Cracovia zażądała za niego pięć milionów euro

2025-04-01 10:26:46; Aktualizacja: 1 dzień temu
Cracovia zażądała za niego pięć milionów euro Fot. Michal Kosc / PressFocus
Patryk Krenz
Patryk Krenz Źródło: Tomasz Ćwiąkała [YouTube]

W szeregach Cracovii przez długi czas błyszczał Michał Rakoczy. Naturalnym krokiem wydawał się więc zagraniczny transfer. Krakowski klub chciał zarobić na sprzedaży pięć milionów euro. Agent Maciej Zieliński uważa, że w tym elemencie popełniono wielki błąd, który zastopował karierę pomocnika. „To było nierealne” - powiedział na kanale Tomasza Ćwiąkały.

Michał Rakoczy w wieku 23 lat może się pochwalić rozegraniem ponad 110 spotkań w seniorskich barwach Cracovii. W dwóch poprzednich sezonach był jej czołową postacią. Wydawało się, że transfer to kwestia czasu

Ofensywny pomocnik wielokrotnie był łączony z zagraniczną przeprowadzką. Pojawiały się oferty przekraczające dwa miliony euro. Klub z Krakowa liczył jednak na zdecydowanie więcej.

Rakoczy wypadł z podstawowego składu „Pasów” na początku trwającej kampanii. Po straconej rundzie jesiennej przeniósł się na resztę rozgrywek do... drugoligowego tureckiego MKE Ankaragücü. To nie miało tak wyglądać.

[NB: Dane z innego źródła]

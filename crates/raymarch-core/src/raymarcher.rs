//! The external interface consumed by a rendering driver

use crate::config::RaymarchConfig;
use crate::march::{self, MarchTrace};
use crate::normal;
use crate::scene::{Fractal, Scene};
use glam::Vec3;

/// A scene paired with its tuning constants.
///
/// Stateless and `Copy`, so a renderer can share one across threads and call
/// it per pixel.
#[derive(Debug, Clone, Copy, PartialEq, Default)]
pub struct Raymarcher {
    scene: Scene,
    config: RaymarchConfig,
}

impl Raymarcher {
    /// The scene's fractal settings are taken from `config`.
    pub fn new(scene: Scene, config: RaymarchConfig) -> Self {
        Self {
            scene: scene.with_fractal(Fractal::from(&config)),
            config,
        }
    }

    pub fn scene(&self) -> &Scene {
        &self.scene
    }

    pub fn config(&self) -> &RaymarchConfig {
        &self.config
    }

    /// Raw field value at a world point.
    pub fn scene_distance(&self, point: Vec3) -> f32 {
        self.scene.distance(point)
    }

    /// Distance traveled along the ray; compare with [`is_hit`](Self::is_hit).
    pub fn march(&self, origin: Vec3, direction: Vec3) -> f32 {
        march::march(&self.scene, origin, direction, &self.config)
    }

    pub fn trace(&self, origin: Vec3, direction: Vec3) -> MarchTrace {
        march::march_traced(&self.scene, origin, direction, &self.config)
    }

    /// Unit outward normal. Only meaningful near a zero crossing.
    pub fn surface_normal(&self, point: Vec3) -> Vec3 {
        normal::estimate_normal(&self.scene, point, &self.config)
    }

    pub fn is_hit(&self, distance: f32) -> bool {
        self.config.is_hit(distance)
    }
}
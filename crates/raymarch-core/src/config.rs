//! Tuning constants for marching and normal estimation
//!
//! The defaults are part of the behavioral contract: changing them changes
//! which rays hit and where.

use crate::normal::NormalMethod;
use crate::{Error, Result};
use serde::{Deserialize, Serialize};
use std::fs;
use std::path::Path;

/// Iteration cap for the marching loop
pub const DEFAULT_MAX_STEPS: u32 = 100;
/// Distance beyond which a ray counts as a miss
pub const DEFAULT_MAX_DISTANCE: f32 = 100.0;
/// Field value below which a ray counts as a hit
pub const DEFAULT_SURFACE_EPSILON: f32 = 0.01;
/// Finite-difference step for normal estimation
pub const DEFAULT_NORMAL_EPSILON: f32 = 0.0001;
/// Escape-time iteration cap for the mandelbulb
pub const DEFAULT_FRACTAL_ITERATIONS: u32 = 5;
/// Early-exit radius for the mandelbulb iteration
pub const DEFAULT_FRACTAL_ESCAPE_RADIUS: f32 = 2.0;

/// Marching and normal-estimation configuration.
///
/// Deserializing fills any missing field from [`RaymarchConfig::default`], so
/// a config file only needs to name what it overrides.
#[derive(Debug, Clone, Copy, PartialEq, Serialize, Deserialize)]
#[serde(default)]
pub struct RaymarchConfig {
    /// Iteration cap for marching
    pub max_steps: u32,
    /// Miss threshold on distance traveled
    pub max_distance: f32,
    /// Hit threshold on the field value
    pub surface_epsilon: f32,
    /// Finite-difference step size
    pub normal_epsilon: f32,
    /// Escape-time iteration cap
    pub fractal_iterations: u32,
    /// Escape-time early-exit bound
    pub fractal_escape_radius: f32,
    /// Normal estimation scheme
    pub normal_method: NormalMethod,
}

impl Default for RaymarchConfig {
    fn default() -> Self {
        Self {
            max_steps: DEFAULT_MAX_STEPS,
            max_distance: DEFAULT_MAX_DISTANCE,
            surface_epsilon: DEFAULT_SURFACE_EPSILON,
            normal_epsilon: DEFAULT_NORMAL_EPSILON,
            fractal_iterations: DEFAULT_FRACTAL_ITERATIONS,
            fractal_escape_radius: DEFAULT_FRACTAL_ESCAPE_RADIUS,
            normal_method: NormalMethod::default(),
        }
    }
}

impl RaymarchConfig {
    pub fn with_max_steps(mut self, max_steps: u32) -> Self {
        self.max_steps = max_steps;
        self
    }

    pub fn with_max_distance(mut self, max_distance: f32) -> Self {
        self.max_distance = max_distance;
        self
    }

    pub fn with_surface_epsilon(mut self, surface_epsilon: f32) -> Self {
        self.surface_epsilon = surface_epsilon;
        self
    }

    pub fn with_normal_epsilon(mut self, normal_epsilon: f32) -> Self {
        self.normal_epsilon = normal_epsilon;
        self
    }

    pub fn with_fractal_iterations(mut self, fractal_iterations: u32) -> Self {
        self.fractal_iterations = fractal_iterations;
        self
    }

    pub fn with_fractal_escape_radius(mut self, fractal_escape_radius: f32) -> Self {
        self.fractal_escape_radius = fractal_escape_radius;
        self
    }

    pub fn with_normal_method(mut self, normal_method: NormalMethod) -> Self {
        self.normal_method = normal_method;
        self
    }

    /// A marched distance at or past `max_distance` is a miss.
    pub fn is_miss(&self, distance: f32) -> bool {
        distance >= self.max_distance
    }

    /// A marched distance short of `max_distance`. NaN is neither a hit nor a miss.
    pub fn is_hit(&self, distance: f32) -> bool {
        distance < self.max_distance
    }

    /// Check that every constant is usable.
    pub fn validate(&self) -> Result<()> {
        if self.max_steps == 0 {
            return Err(Error::InvalidConfig("max_steps must be at least 1".into()));
        }
        if self.fractal_iterations == 0 {
            return Err(Error::InvalidConfig(
                "fractal_iterations must be at least 1".into(),
            ));
        }
        for (name, value) in [
            ("max_distance", self.max_distance),
            ("surface_epsilon", self.surface_epsilon),
            ("normal_epsilon", self.normal_epsilon),
            ("fractal_escape_radius", self.fractal_escape_radius),
        ] {
            if !value.is_finite() || value <= 0.0 {
                return Err(Error::InvalidConfig(format!(
                    "{name} must be positive and finite, got {value}"
                )));
            }
        }
        Ok(())
    }

    /// Parse and validate a JSON config.
    pub fn from_json_str(json: &str) -> Result<Self> {
        let config: Self = serde_json::from_str(json)?;
        config.validate()?;
        Ok(config)
    }

    /// Load and validate a JSON config file.
    pub fn load(path: impl AsRef<Path>) -> Result<Self> {
        let path = path.as_ref();
        let contents = fs::read_to_string(path)?;
        let config = Self::from_json_str(&contents)?;
        tracing::debug!("Loaded raymarch config from {}", path.display());
        Ok(config)
    }

    pub fn to_json_pretty(&self) -> Result<String> {
        Ok(serde_json::to_string_pretty(self)?)
    }
}

#[cfg(test)]
#[allow(clippy::unwrap_used, clippy::float_cmp)]
mod tests {
    use super::*;

    #[test]
    fn defaults_match_contract_constants() {
        let config = RaymarchConfig::default();
        assert_eq!(config.max_steps, 100);
        assert_eq!(config.max_distance, 100.0);
        assert_eq!(config.surface_epsilon, 0.01);
        assert_eq!(config.normal_epsilon, 0.0001);
        assert_eq!(config.fractal_iterations, 5);
        assert_eq!(config.fractal_escape_radius, 2.0);
        assert_eq!(config.normal_method, NormalMethod::Tetrahedral);
        assert!(config.validate().is_ok());
    }

    #[test]
    fn hit_and_miss_split_at_max_distance() {
        let config = RaymarchConfig::default();
        assert!(config.is_hit(4.0));
        assert!(config.is_miss(100.0));
        assert!(config.is_miss(129.0));
        // A NaN field poisons the distance; it must not read as a hit
        assert!(!config.is_hit(f32::NAN));
        assert!(!config.is_miss(f32::NAN));
    }

    #[test]
    fn partial_json_keeps_defaults() {
        let config = RaymarchConfig::from_json_str(r#"{ "max_steps": 250 }"#).unwrap();
        assert_eq!(config.max_steps, 250);
        assert_eq!(config.surface_epsilon, DEFAULT_SURFACE_EPSILON);
    }

    #[test]
    fn json_round_trip() {
        let config = RaymarchConfig::default()
            .with_max_distance(50.0)
            .with_normal_method(NormalMethod::CentralDifference);
        let json = config.to_json_pretty().unwrap();
        assert!(json.contains("\"central_difference\""));
        assert_eq!(RaymarchConfig::from_json_str(&json).unwrap(), config);
    }

    #[test]
    fn rejects_unusable_values() {
        assert!(RaymarchConfig::default().with_max_steps(0).validate().is_err());
        assert!(RaymarchConfig::default().with_fractal_iterations(0).validate().is_err());
        assert!(RaymarchConfig::default().with_surface_epsilon(0.0).validate().is_err());
        assert!(RaymarchConfig::default().with_normal_epsilon(-1e-4).validate().is_err());
        assert!(RaymarchConfig::default().with_max_distance(f32::INFINITY).validate().is_err());

        let err = RaymarchConfig::from_json_str(r#"{ "fractal_escape_radius": 0.0 }"#).unwrap_err();
        assert!(matches!(err, Error::InvalidConfig(_)));

        let err = RaymarchConfig::from_json_str(r#"{ "fractal_iterations": 0 }"#).unwrap_err();
        assert!(matches!(err, Error::InvalidConfig(_)));
    }

    #[test]
    fn malformed_json_is_a_json_error() {
        let err = RaymarchConfig::from_json_str("{ max_steps: ").unwrap_err();
        assert!(matches!(err, Error::Json(_)));
    }
}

Agent piłkarski Maciej Zieliński wyjaśnił na kanale Tomasza Ćwiąkały, co było przyczyną tak drastycznego regresu 23-latka. Główną winę widzi tutaj w zachowaniu Cracovii.

- Myślę, że Michał mógł być rozczarowany, że Cracovia go nie puściła, gdy był w peaku sprzedażowym i przychodziły oferty na poziomie 2 milionów z MLS i Holandii. [...] Profesor Filipiak rzucił hasło, że zacznie rozmowę od pięciu milionów. To było nierealne. Dziś wartość polskiego piłkarza ligowego, poza wyjątkowymi przypadkami, to nie jest pięć milionów. Tam został popełniony błąd. Ale nie przez nas czy Michała, tylko przez Cracovię. Dwa lata później wypchnęli go do Turcji na wypożyczenie do drugiej ligi [...]. Jego kariera nie poszła w odpowiednim kierunku, bo Cracovia nie sprzedała go w peaku. To była praprzyczyna problemów - zapewniał działacz.

- Nie chcę generalizować, ale polskie kluby nie rozumieją, kiedy powinny sprzedawać piłkarza, by jak najwięcej zarobić. Czasem dwa miliony euro to więcej niż trzy, kiedy piłkarz odejdzie w dobrym momencie, przyniesie bonusy, procenty i da klubowi znaczek, że sprzedali zawodnika, który poradził sobie na Zachodzie - dodał.

Michał Rakoczy nie robi raczej furory na tureckiej ziemi. Od momentu wypożyczenia zaliczył dziesięć występów, z czego połowa z nich miała miejsce po wejściu z ławki rezerwowych. Ankaragücü ma po swojej stronie opcję wykupu.